Wolf: And leading the pack, from France, was Angelo Debarre, a Manouche gypsy like his mentor, and the most accomplished and expressive of the the three. Throughout the evening, you could always count on him to deliver thoughtful and spirited interpretations. He was also the one guitarist who most closely approached his muse.
Kawecki: Off-setting this juggernaut of guitars was Florin Niculescu, a violinist of the Grappelli school, and Ludovic Beier on chromatic button accordion. Niculescu's playing could be taut or rhapsodic depending on the setting. A fine swing player, Niculescu proved his mettle on "Honeysuckle Rose," trading fours with D'Rivera and more than holding his own. Beier was equally as versatile, and fond of spinning long, filagree lines through the changes.

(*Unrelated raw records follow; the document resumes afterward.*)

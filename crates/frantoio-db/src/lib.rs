//! # frantoio-db: Database Layer for Frantoio
//!
//! All persistence for the shop lives here: connection pool management,
//! embedded migrations, and one repository per aggregate.
//!
//! ## Layout
//! ```text
//! ┌─────────────────────────────────────────────────────────────────────────┐
//! │                         frantoio-db                                     │
//! │                                                                         │
//! │  Database ──► pool + migrations + repository accessors                 │
//! │                                                                         │
//! │  repository/                                                            │
//! │  ├── product          catalog CRUD, stock deltas                       │
//! │  ├── order            order + items (transactional), status flow       │
//! │  ├── customer         upsert-by-email, admin listing                   │
//! │  ├── seller           referral partners                                │
//! │  ├── content          FAQ, legal pages, email templates                │
//! │  ├── shipping_config  single JSON tariff document                      │
//! │  ├── scenario         scenarios + goals                                │
//! │  └── notification     outbox queue (polled by frantoio-notify)         │
//! └─────────────────────────────────────────────────────────────────────────┘
//! ```
//!
//! ## Conventions
//! - Callers construct entities (ids, `created_at`); repositories
//!   refresh `updated_at` on every update
//! - Enum fields are stored as their `as_str()` form and parsed on read
//! - Nested documents (addresses, tariff tables) are JSON text columns

pub mod error;
pub mod migrations;
pub mod pool;
pub mod repository;

pub use error::{DbError, DbResult};
pub use pool::{Database, DbConfig};
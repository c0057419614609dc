//! HTTP route modules and router assembly.

pub mod admin;
pub mod catalog;
pub mod checkout;
pub mod content;
pub mod shipping;

use axum::extract::State;
use axum::middleware;
use axum::routing::{get, post, put};
use axum::{Json, Router};
use serde::Serialize;
use serde_json::json;

use crate::auth::admin_auth;
use crate::SharedState;

/// Paged listing envelope shared by the admin list endpoints.
#[derive(Debug, Serialize)]
pub struct PaginatedResponse<T> {
    pub data: Vec<T>,
    pub total: i64,
    pub page: u32,
}

/// Builds the full application router.
///
/// Public storefront routes are unauthenticated; everything under
/// `/api/v1/admin` (except login) goes through the JWT middleware.
pub fn build_router(state: SharedState) -> Router {
    let public = Router::new()
        .route("/health", get(health))
        .route("/api/v1/products", get(catalog::list_products))
        .route("/api/v1/products/{slug}", get(catalog::get_product))
        .route("/api/v1/content/faqs", get(content::list_faqs))
        .route("/api/v1/content/pages/{slug}", get(content::get_page))
        .route("/api/v1/shipping/quote", post(shipping::quote))
        .route("/api/v1/checkout", post(checkout::create_checkout))
        .route("/api/v1/checkout/webhook", post(checkout::webhook));

    let admin_guarded = Router::new()
        .route(
            "/products",
            get(admin::list_products).post(admin::create_product),
        )
        .route(
            "/products/{id}",
            get(admin::get_product)
                .put(admin::update_product)
                .delete(admin::delete_product),
        )
        .route("/orders", get(admin::list_orders))
        .route("/orders/{id}", get(admin::get_order))
        .route("/orders/{id}/status", put(admin::update_order_status))
        .route("/customers", get(admin::list_customers))
        .route(
            "/customers/{id}",
            get(admin::get_customer).delete(admin::delete_customer),
        )
        .route("/sellers", get(admin::list_sellers).post(admin::create_seller))
        .route(
            "/sellers/{id}",
            put(admin::update_seller).delete(admin::delete_seller),
        )
        .route(
            "/shipping-config",
            get(admin::get_shipping_config).put(admin::update_shipping_config),
        )
        .route(
            "/scenarios",
            get(admin::list_scenarios).post(admin::create_scenario),
        )
        .route(
            "/scenarios/{id}",
            get(admin::get_scenario)
                .put(admin::update_scenario)
                .delete(admin::delete_scenario),
        )
        .route("/scenarios/{id}/calculate", post(admin::calculate_scenario))
        .route("/goals", get(admin::list_goals).post(admin::create_goal))
        .route("/goals/{id}", put(admin::update_goal).delete(admin::delete_goal))
        .route("/faqs", get(admin::list_faqs).post(admin::create_faq))
        .route("/faqs/{id}", put(admin::update_faq).delete(admin::delete_faq))
        .route("/pages", get(admin::list_pages))
        .route("/pages/{slug}", put(admin::upsert_page))
        .route("/templates", get(admin::list_templates))
        .route("/templates/{key}", put(admin::upsert_template))
        .route("/notifications/dead", get(admin::list_dead_notifications))
        .route_layer(middleware::from_fn_with_state(state.clone(), admin_auth));

    let admin = Router::new()
        .route("/login", post(admin::login))
        .merge(admin_guarded);

    Router::new()
        .merge(public)
        .nest("/api/v1/admin", admin)
        .with_state(state)
}

/// Health check: process is up and the database answers.
async fn health(State(state): State<SharedState>) -> Json<serde_json::Value> {
    let database = if state.db.health_check().await {
        "ok"
    } else {
        "unavailable"
    };

    Json(json!({
        "status": "healthy",
        "service": "frantoio-server",
        "database": database,
    }))
}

Wolf: The communication between Niculescu and D'Rivera (quite the sartorial dandy) provided one of the highlights of the evening. Their appreciation for one another's musicality was very apparent, and along with their wit and sense of humor added to the overall flavor of the music.
Kawecki: Beier and Debarre, who have worked together in Europe, shared a similar rapport. This was especially evident in their improvised duet (loosely based on the Hungarian Dance #5 by Brahms) that featured extensive rubato playing and abrupt changes in tempo and dynamics.
Wolf: Although, as you already mentioned, the evening did fall a little short in providing the full spirit of Django Reinhardt, (and, indeed, might have worked better in a shorter format), it did evoke enough of his character, temperament, and style to make for an an exciting event.
Kawecki: Well, the audience certainly thought so, and throughout the evening rewarded the musicians with generous applause and even a cheer or two. Clearly, it felt the spirit.